* **Exercise brief**: Return each record exactly as it appears, so that nothing is dropped or altered.

=== Section Start ===

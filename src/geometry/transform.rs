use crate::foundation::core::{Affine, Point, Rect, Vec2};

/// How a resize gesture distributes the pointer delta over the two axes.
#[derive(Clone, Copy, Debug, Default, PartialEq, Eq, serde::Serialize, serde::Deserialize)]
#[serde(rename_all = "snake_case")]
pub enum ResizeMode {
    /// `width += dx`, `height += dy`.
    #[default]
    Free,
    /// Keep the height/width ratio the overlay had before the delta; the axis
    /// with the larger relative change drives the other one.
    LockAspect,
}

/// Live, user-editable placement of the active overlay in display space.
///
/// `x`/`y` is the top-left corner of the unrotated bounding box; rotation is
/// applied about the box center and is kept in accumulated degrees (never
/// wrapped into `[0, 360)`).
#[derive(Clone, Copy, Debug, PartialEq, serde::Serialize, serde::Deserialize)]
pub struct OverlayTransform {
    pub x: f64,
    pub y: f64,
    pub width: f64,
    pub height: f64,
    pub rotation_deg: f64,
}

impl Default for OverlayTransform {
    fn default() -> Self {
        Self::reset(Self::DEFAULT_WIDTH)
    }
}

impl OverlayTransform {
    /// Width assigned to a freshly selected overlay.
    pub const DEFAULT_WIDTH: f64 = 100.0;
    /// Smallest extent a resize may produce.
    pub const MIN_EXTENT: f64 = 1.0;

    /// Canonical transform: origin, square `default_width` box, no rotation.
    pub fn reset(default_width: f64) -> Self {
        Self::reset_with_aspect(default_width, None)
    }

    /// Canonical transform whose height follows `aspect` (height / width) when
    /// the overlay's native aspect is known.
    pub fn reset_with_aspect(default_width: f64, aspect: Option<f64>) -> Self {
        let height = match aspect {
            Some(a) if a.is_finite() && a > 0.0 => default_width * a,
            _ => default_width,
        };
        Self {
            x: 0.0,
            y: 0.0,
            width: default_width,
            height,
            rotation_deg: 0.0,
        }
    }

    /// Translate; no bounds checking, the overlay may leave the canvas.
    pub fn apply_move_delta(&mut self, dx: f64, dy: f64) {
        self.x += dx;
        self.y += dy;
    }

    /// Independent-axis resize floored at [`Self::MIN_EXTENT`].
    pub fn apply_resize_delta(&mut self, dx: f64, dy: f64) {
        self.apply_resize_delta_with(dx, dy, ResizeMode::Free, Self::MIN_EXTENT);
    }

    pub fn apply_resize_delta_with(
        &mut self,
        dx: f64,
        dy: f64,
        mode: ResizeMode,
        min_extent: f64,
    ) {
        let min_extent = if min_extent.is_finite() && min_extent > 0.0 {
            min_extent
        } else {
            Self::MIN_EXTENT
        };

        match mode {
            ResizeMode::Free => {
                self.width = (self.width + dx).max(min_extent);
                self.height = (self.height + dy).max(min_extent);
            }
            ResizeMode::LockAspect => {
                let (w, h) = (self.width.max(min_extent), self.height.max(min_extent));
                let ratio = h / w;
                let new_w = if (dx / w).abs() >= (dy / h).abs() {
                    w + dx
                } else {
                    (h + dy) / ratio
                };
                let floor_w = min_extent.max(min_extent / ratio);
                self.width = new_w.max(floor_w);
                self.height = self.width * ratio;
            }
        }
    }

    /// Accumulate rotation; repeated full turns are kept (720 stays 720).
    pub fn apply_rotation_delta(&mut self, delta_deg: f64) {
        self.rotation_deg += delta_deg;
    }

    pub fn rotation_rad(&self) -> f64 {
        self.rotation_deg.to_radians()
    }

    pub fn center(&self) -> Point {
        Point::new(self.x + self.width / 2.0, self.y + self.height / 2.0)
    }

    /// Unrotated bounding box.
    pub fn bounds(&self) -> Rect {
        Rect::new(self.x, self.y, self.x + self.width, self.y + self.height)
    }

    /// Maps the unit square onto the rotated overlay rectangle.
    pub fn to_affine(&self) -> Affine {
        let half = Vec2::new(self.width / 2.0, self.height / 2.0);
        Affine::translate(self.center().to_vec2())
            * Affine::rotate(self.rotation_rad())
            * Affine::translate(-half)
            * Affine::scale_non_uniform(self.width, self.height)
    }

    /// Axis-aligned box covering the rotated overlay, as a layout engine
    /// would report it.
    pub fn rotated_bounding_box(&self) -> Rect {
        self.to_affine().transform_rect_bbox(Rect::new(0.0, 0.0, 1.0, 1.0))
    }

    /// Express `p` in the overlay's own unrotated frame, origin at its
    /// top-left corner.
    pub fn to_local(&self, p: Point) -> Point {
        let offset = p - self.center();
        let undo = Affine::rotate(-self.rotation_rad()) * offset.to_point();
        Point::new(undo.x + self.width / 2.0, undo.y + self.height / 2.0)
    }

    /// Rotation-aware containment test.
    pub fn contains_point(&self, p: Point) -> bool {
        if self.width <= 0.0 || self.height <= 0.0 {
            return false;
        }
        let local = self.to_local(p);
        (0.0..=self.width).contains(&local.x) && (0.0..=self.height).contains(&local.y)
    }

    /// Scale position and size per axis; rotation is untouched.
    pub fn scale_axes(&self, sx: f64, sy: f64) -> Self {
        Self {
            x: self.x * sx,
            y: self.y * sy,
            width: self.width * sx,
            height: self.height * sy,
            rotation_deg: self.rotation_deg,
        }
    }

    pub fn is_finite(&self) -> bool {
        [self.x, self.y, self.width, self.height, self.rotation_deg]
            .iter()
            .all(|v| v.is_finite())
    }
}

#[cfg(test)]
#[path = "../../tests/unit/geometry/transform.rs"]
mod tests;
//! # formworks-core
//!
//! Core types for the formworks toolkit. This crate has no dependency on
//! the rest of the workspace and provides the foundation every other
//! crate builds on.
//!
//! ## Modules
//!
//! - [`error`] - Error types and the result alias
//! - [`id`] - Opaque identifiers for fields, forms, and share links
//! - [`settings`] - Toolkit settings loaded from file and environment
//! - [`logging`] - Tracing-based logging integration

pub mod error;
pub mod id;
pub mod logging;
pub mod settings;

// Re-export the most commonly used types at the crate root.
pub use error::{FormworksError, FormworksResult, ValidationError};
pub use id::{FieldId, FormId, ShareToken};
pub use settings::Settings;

=== Section End ===

* **Exercise result**:
filename src/geometry/transform.rs
use crate::foundation::core::{Affine, Point, Rect, Vec2};

/// How a resize gesture distributes the pointer delta over the two axes.
#[derive(Clone, Copy, Debug, Default, PartialEq, Eq, serde::Serialize, serde::Deserialize)]
#[serde(rename_all = "snake_case")]
pub enum ResizeMode {
    /// `width += dx`, `height += dy`.
    #[default]
    Free,
    /// Keep the height/width ratio the overlay had before the delta; the axis
    /// with the larger relative change drives the other one.
    LockAspect,
}

/// Live, user-editable placement of the active overlay in display space.
///
/// `x`/`y` is the top-left corner of the unrotated bounding box; rotation is
/// applied about the box center and is kept in accumulated degrees (never
/// wrapped into `[0, 360)`).
#[derive(Clone, Copy, Debug, PartialEq, serde::Serialize, serde::Deserialize)]
pub struct OverlayTransform {
    pub x: f64,
    pub y: f64,
    pub width: f64,
    pub height: f64,
    pub rotation_deg: f64,
}

impl Default for OverlayTransform {
    fn default() -> Self {
        Self::reset(Self::DEFAULT_WIDTH)
    }
}

impl OverlayTransform {
    /// Width assigned to a freshly selected overlay.
    pub const DEFAULT_WIDTH: f64 = 100.0;
    /// Smallest extent a resize may produce.
    pub const MIN_EXTENT: f64 = 1.0;

    /// Canonical transform: origin, square `default_width` box, no rotation.
    pub fn reset(default_width: f64) -> Self {
        Self::reset_with_aspect(default_width, None)
    }

    /// Canonical transform whose height follows `aspect` (height / width) when
    /// the overlay's native aspect is known.
    pub fn reset_with_aspect(default_width: f64, aspect: Option<f64>) -> Self {
        let height = match aspect {
            Some(a) if a.is_finite() && a > 0.0 => default_width * a,
            _ => default_width,
        };
        Self {
            x: 0.0,
            y: 0.0,
            width: default_width,
            height,
            rotation_deg: 0.0,
        }
    }

    /// Translate; no bounds checking, the overlay may leave the canvas.
    pub fn apply_move_delta(&mut self, dx: f64, dy: f64) {
        self.x += dx;
        self.y += dy;
    }

    /// Independent-axis resize floored at [`Self::MIN_EXTENT`].
    pub fn apply_resize_delta(&mut self, dx: f64, dy: f64) {
        self.apply_resize_delta_with(dx, dy, ResizeMode::Free, Self::MIN_EXTENT);
    }

    pub fn apply_resize_delta_with(
        &mut self,
        dx: f64,
        dy: f64,
        mode: ResizeMode,
        min_extent: f64,
    ) {
        let min_extent = if min_extent.is_finite() && min_extent > 0.0 {
            min_extent
        } else {
            Self::MIN_EXTENT
        };

        match mode {
            ResizeMode::Free => {
                self.width = (self.width + dx).max(min_extent);
                self.height = (self.height + dy).max(min_extent);
            }
            ResizeMode::LockAspect => {
                let (w, h) = (self.width.max(min_extent), self.height.max(min_extent));
                let ratio = h / w;
                let new_w = if (dx / w).abs() >= (dy / h).abs() {
                    w + dx
                } else {
                    (h + dy) / ratio
                };
                let floor_w = min_extent.max(min_extent / ratio);
                self.width = new_w.max(floor_w);
                self.height = self.width * ratio;
            }
        }
    }

    /// Accumulate rotation; repeated full turns are kept (720 stays 720).
    pub fn apply_rotation_delta(&mut self, delta_deg: f64) {
        self.rotation_deg += delta_deg;
    }

    pub fn rotation_rad(&self) -> f64 {
        self.rotation_deg.to_radians()
    }

    pub fn center(&self) -> Point {
        Point::new(self.x + self.width / 2.0, self.y + self.height / 2.0)
    }

    /// Unrotated bounding box.
    pub fn bounds(&self) -> Rect {
        Rect::new(self.x, self.y, self.x + self.width, self.y + self.height)
    }

    /// Maps the unit square onto the rotated overlay rectangle.
    pub fn to_affine(&self) -> Affine {
        let half = Vec2::new(self.width / 2.0, self.height / 2.0);
        Affine::translate(self.center().to_vec2())
            * Affine::rotate(self.rotation_rad())
            * Affine::translate(-half)
            * Affine::scale_non_uniform(self.width, self.height)
    }

    /// Axis-aligned box covering the rotated overlay, as a layout engine
    /// would report it.
    pub fn rotated_bounding_box(&self) -> Rect {
        self.to_affine().transform_rect_bbox(Rect::new(0.0, 0.0, 1.0, 1.0))
    }

    /// Express `p` in the overlay's own unrotated frame, origin at its
    /// top-left corner.
    pub fn to_local(&self, p: Point) -> Point {
        let offset = p - self.center();
        let undo = Affine::rotate(-self.rotation_rad()) * offset.to_point();
        Point::new(undo.x + self.width / 2.0, undo.y + self.height / 2.0)
    }

    /// Rotation-aware containment test.
    pub fn contains_point(&self, p: Point) -> bool {
        if self.width <= 0.0 || self.height <= 0.0 {
            return false;
        }
        let local = self.to_local(p);
        (0.0..=self.width).contains(&local.x) && (0.0..=self.height).contains(&local.y)
    }

    /// Scale position and size per axis; rotation is untouched.
    pub fn scale_axes(&self, sx: f64, sy: f64) -> Self {
        Self {
            x: self.x * sx,
            y: self.y * sy,
            width: self.width * sx,
            height: self.height * sy,
            rotation_deg: self.rotation_deg,
        }
    }

    pub fn is_finite(&self) -> bool {
        [self.x, self.y, self.width, self.height, self.rotation_deg]
            .iter()
            .all(|v| v.is_finite())
    }
}

#[cfg(test)]
#[path = "../../tests/unit/geometry/transform.rs"]
mod tests;
//! # formworks-core
//!
//! Core types for the formworks toolkit. This crate has no dependency on
//! the rest of the workspace and provides the foundation every other
//! crate builds on.
//!
//! ## Modules
//!
//! - [`error`] - Error types and the result alias
//! - [`id`] - Opaque identifiers for fields, forms, and share links
//! - [`settings`] - Toolkit settings loaded from file and environment
//! - [`logging`] - Tracing-based logging integration

pub mod error;
pub mod id;
pub mod logging;
pub mod settings;

// Re-export the most commonly used types at the crate root.
pub use error::{FormworksError, FormworksResult, ValidationError};
pub use id::{FieldId, FormId, ShareToken};
pub use settings::Settings;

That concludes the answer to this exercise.